Even when running 12v directly to the DG/YW in the inertia switch connector (with it disconnected), I still do not hear the pump run and the vehicle will not start.

It seems like there is another issue impacting the voltage coming from the CJB even after replacing the bad relay, and it seems like there is quite possibly a problem with the fuel pump (or at least somewhere in the path between the inertia switch and the fuel pump) as well.

I replaced the fuel filter before I replaced the relay in the CJB while I knew it was not under pressure. I went to my local Pull-a-Part and got a complete CJB out of a 2004 Expedition today and am going to install it tomorrow and see if it behaves any differently.
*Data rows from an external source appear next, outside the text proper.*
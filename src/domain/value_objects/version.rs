//! Release Version Value Object
//!
//! A parsed release label (`MAJOR.MINOR[.PATCH][suffix]`). Deprecation windows
//! are counted in minor releases, so the suffix only matters for ordering.

use std::cmp::Ordering;
use std::fmt;
use std::str::FromStr;

use serde::{Deserialize, Deserializer, Serialize, Serializer};

use crate::error::WardenError;

/// Release version value object
///
/// Accepts an optional leading `v` and a pre-release suffix such as `rc1`,
/// `-rc.1` or `.dev0`. A version with a suffix sorts before the same version
/// without one.
#[derive(Debug, Clone, PartialEq, Eq, Hash)]
pub struct ReleaseVersion {
    major: u64,
    minor: u64,
    patch: u64,
    pre: Option<String>,
}

impl ReleaseVersion {
    /// Create a final release version
    pub fn new(major: u64, minor: u64, patch: u64) -> Self {
        Self {
            major,
            minor,
            patch,
            pre: None,
        }
    }

    /// Parse a release label
    pub fn parse(value: &str) -> Result<Self, WardenError> {
        let invalid = || WardenError::InvalidVersion {
            value: value.to_string(),
        };

        let trimmed = value.trim();
        let body = trimmed.strip_prefix('v').unwrap_or(trimmed);

        let mut numbers = Vec::with_capacity(3);
        let mut rest = body;
        while numbers.len() < 3 {
            let digits = rest.bytes().take_while(u8::is_ascii_digit).count();
            if digits == 0 {
                break;
            }
            let number = rest[..digits].parse::<u64>().map_err(|_| invalid())?;
            numbers.push(number);
            rest = &rest[digits..];

            // Only consume the dot when another number follows it.
            match rest.strip_prefix('.') {
                Some(after) if after.starts_with(|c: char| c.is_ascii_digit()) => rest = after,
                _ => break,
            }
        }

        if numbers.len() < 2 {
            return Err(invalid());
        }

        let pre = if rest.is_empty() {
            None
        } else if rest.chars().all(|c| c.is_ascii_alphanumeric() || "-.+".contains(c))
            && rest.chars().any(|c| c.is_ascii_alphanumeric())
        {
            Some(rest.to_string())
        } else {
            return Err(invalid());
        };

        Ok(Self {
            major: numbers[0],
            minor: numbers[1],
            patch: numbers.get(2).copied().unwrap_or(0),
            pre,
        })
    }

    pub fn major(&self) -> u64 {
        self.major
    }

    pub fn minor(&self) -> u64 {
        self.minor
    }

    pub fn patch(&self) -> u64 {
        self.patch
    }

    /// Pre-release suffix, if any
    pub fn pre(&self) -> Option<&str> {
        self.pre.as_deref()
    }

    /// First release of the minor line `count` minors after this one
    pub fn bump_minor(&self, count: u64) -> Self {
        Self::new(self.major, self.minor.saturating_add(count), 0)
    }

    /// Compare only the `MAJOR.MINOR` release line
    pub fn cmp_minor_line(&self, other: &Self) -> Ordering {
        (self.major, self.minor).cmp(&(other.major, other.minor))
    }
}

impl Ord for ReleaseVersion {
    fn cmp(&self, other: &Self) -> Ordering {
        (self.major, self.minor, self.patch)
            .cmp(&(other.major, other.minor, other.patch))
            .then_with(|| match (&self.pre, &other.pre) {
                (None, None) => Ordering::Equal,
                (Some(_), None) => Ordering::Less,
                (None, Some(_)) => Ordering::Greater,
                (Some(a), Some(b)) => a.cmp(b),
            })
    }
}

impl PartialOrd for ReleaseVersion {
    fn partial_cmp(&self, other: &Self) -> Option<Ordering> {
        Some(self.cmp(other))
    }
}

impl fmt::Display for ReleaseVersion {
    fn fmt(&self, f: &mut fmt::Formatter<'_>) -> fmt::Result {
        write!(f, "{}.{}.{}", self.major, self.minor, self.patch)?;
        if let Some(pre) = &self.pre {
            write!(f, "{}", pre)?;
        }
        Ok(())
    }
}

impl FromStr for ReleaseVersion {
    type Err = WardenError;

    fn from_str(s: &str) -> Result<Self, Self::Err> {
        Self::parse(s)
    }
}

impl Serialize for ReleaseVersion {
    fn serialize<S>(&self, serializer: S) -> Result<S::Ok, S::Error>
    where
        S: Serializer,
    {
        serializer.collect_str(self)
    }
}

impl<'de> Deserialize<'de> for ReleaseVersion {
    fn deserialize<D>(deserializer: D) -> Result<Self, D::Error>
    where
        D: Deserializer<'de>,
    {
        let raw = String::deserialize(deserializer)?;
        ReleaseVersion::parse(&raw).map_err(serde::de::Error::custom)
    }
}
use apiwarden::domain::services::RenameSuggestion;

use crate::ui::primitives::text::ColoredText;

/// Suggestions as ready-to-paste `[[rename]]` entries
pub fn render_suggestions(suggestions: &[RenameSuggestion], supports_color: bool) -> String {
    if suggestions.is_empty() {
        return format!("{}\n", ColoredText::dim("No rename candidates").render(supports_color));
    }

    let mut out = String::new();
    for suggestion in suggestions {
        out.push_str(&format!(
            "{}\n[[rename]]\nfrom = \"{}\"\nto = \"{}\"\n\n",
            ColoredText::dim(format!(
                "# {} similarity {:.2}",
                suggestion.kind, suggestion.similarity
            ))
            .render(supports_color),
            suggestion.from,
            suggestion.to
        ));
    }
    out
}
use apiwarden::domain::entities::{ChangeKind, ChangeRecord};

use crate::ui::primitives::text::ColoredText;

/// One-line description of what changed, e.g. `a::m (param-added +b)`
pub fn describe_change(change: &ChangeRecord) -> String {
    let mut out = change.path.to_string();
    if let Some(new_path) = change.new_path() {
        out.push_str(&format!(" -> {}", new_path));
    }

    let mut details = vec![change.kind.to_string()];
    details.extend(change.params_added.iter().map(|p| format!("+{}", p)));
    details.extend(change.params_removed.iter().map(|p| format!("-{}", p)));
    if change.annotations.bug_fix {
        details.push("bug fix".to_string());
    }
    if let Some(reason) = &change.annotations.exception {
        details.push(format!("exception: {}", reason));
    }

    out.push_str(&format!(" ({})", details.join(", ")));
    out
}

fn kind_color(kind: ChangeKind, text: String) -> ColoredText {
    match kind {
        ChangeKind::Added | ChangeKind::ParamAdded => ColoredText::success(text),
        ChangeKind::Deprecated => ColoredText::warning(text),
        ChangeKind::BehaviorChanged => ColoredText::info(text),
        ChangeKind::Removed
        | ChangeKind::Renamed
        | ChangeKind::Moved
        | ChangeKind::ParamRemoved => ColoredText::error(text),
    }
}

pub fn render_changes(changes: &[ChangeRecord], supports_color: bool) -> String {
    if changes.is_empty() {
        return format!("{}\n", ColoredText::dim("No API changes").render(supports_color));
    }

    let width = changes
        .iter()
        .map(|c| c.kind.as_str().len())
        .max()
        .unwrap_or(0);

    let mut out = String::new();
    for change in changes {
        let label = format!("{:<width$}", change.kind.as_str(), width = width);
        out.push_str(&format!(
            "{}  {}\n",
            kind_color(change.kind, label).render(supports_color),
            describe_change(change)
        ));
    }
    out.push_str(&format!("\n{} change(s)\n", changes.len()));
    out
}
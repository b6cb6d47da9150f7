use crossterm::style::Color;

/// Design tokens for the apiwarden CLI.
///
/// Only 5 semantic colors; every icon comes from this module.
pub mod colors {
    use super::Color;

    pub const SUCCESS: Color = Color::Green;
    pub const ERROR: Color = Color::Red;
    pub const WARNING: Color = Color::Yellow;
    pub const INFO: Color = Color::Cyan;
    pub const DIM: Color = Color::DarkGrey;
}

pub mod icons {
    pub const SUCCESS: &str = "✓";
    pub const ERROR: &str = "✗";
    pub const WARNING: &str = "⚠";
    pub const ARROW: &str = "↳";
}

pub mod icons_ascii {
    pub const SUCCESS: &str = "[OK]";
    pub const ERROR: &str = "[FAIL]";
    pub const WARNING: &str = "[WARN]";
    pub const ARROW: &str = "->";
}
pub mod check;
pub mod diff;
pub mod rules;
pub mod suggest;
pub mod window;
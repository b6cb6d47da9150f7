use std::io::{self, Write};

use serde::Serialize;

/// Write one pretty-printed JSON document followed by a newline.
pub fn write_document(out: &mut impl Write, value: &impl Serialize) -> io::Result<()> {
    serde_json::to_writer_pretty(&mut *out, value).map_err(io::Error::other)?;
    out.write_all(b"\n")?;
    Ok(())
}

/// Convenience helper that writes to stdout.
pub fn emit(value: &impl Serialize) -> io::Result<()> {
    let mut out = io::stdout().lock();
    write_document(&mut out, value)
}
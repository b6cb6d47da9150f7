//! SnapshotSource port - abstraction for loading API snapshots
//!
//! The check use case depends on this trait rather than on a file format,
//! so tests can hand it snapshots built in memory.

use std::path::Path;

use crate::domain::entities::Snapshot;
use crate::error::WardenResult;

/// Loads a validated snapshot from a location
pub trait SnapshotSource {
    fn load_snapshot(&self, path: &Path) -> WardenResult<Snapshot>;
}
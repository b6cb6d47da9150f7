//! ChangeSetSource port - abstraction for loading caller annotations

use std::path::Path;

use crate::domain::entities::ChangeSet;
use crate::error::WardenResult;

/// Loads rename, bug-fix and exception annotations for one snapshot pair
pub trait ChangeSetSource {
    fn load_change_set(&self, path: &Path) -> WardenResult<ChangeSet>;
}
use anyhow::Result;
use apiwarden::application::{EXIT_CONFIG_ERROR, EXIT_OK};
use apiwarden::{DeprecationWindowTracker, ReleaseVersion};

use super::GlobalArgs;
use crate::ui::views::window::render_window_status;

pub fn cmd_window(
    since: &ReleaseVersion,
    current: &ReleaseVersion,
    window: Option<u64>,
    global: &GlobalArgs,
) -> Result<i32> {
    let config = global.load_config()?;
    let ui = global.ui(&config);

    if current < since {
        eprintln!("Error: current release {} precedes deprecation release {}", current, since);
        return Ok(EXIT_CONFIG_ERROR);
    }

    let window = window.unwrap_or(config.policy.window);
    let status = DeprecationWindowTracker::new(window).status(since, current);

    if ui.json {
        crate::ui::json::emit(&serde_json::json!({
            "window": window,
            "status": status,
        }))?;
    } else {
        print!("{}", render_window_status(&status, window, ui.color, ui.unicode));
    }

    Ok(EXIT_OK)
}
Is there something else that could be influencing the voltage on the DG/YW coming out of the CJB (e.g. PCB)? Does anyone know which wire and (in which connector) the incoming power that should be going across the high voltage switched side of the fuel pump relay would be on and what components are in the chain that supplies that voltage?

I know @Hamfisted had a post 4 or so years ago where he mentioned having had to replace his CJB for the second time. It looked like he replaced it with one that was manufactured in 2020. Would that have been a special build replacement (aftermarket) or were Expys still using a common CJB that many years later? I would find that hard to believe.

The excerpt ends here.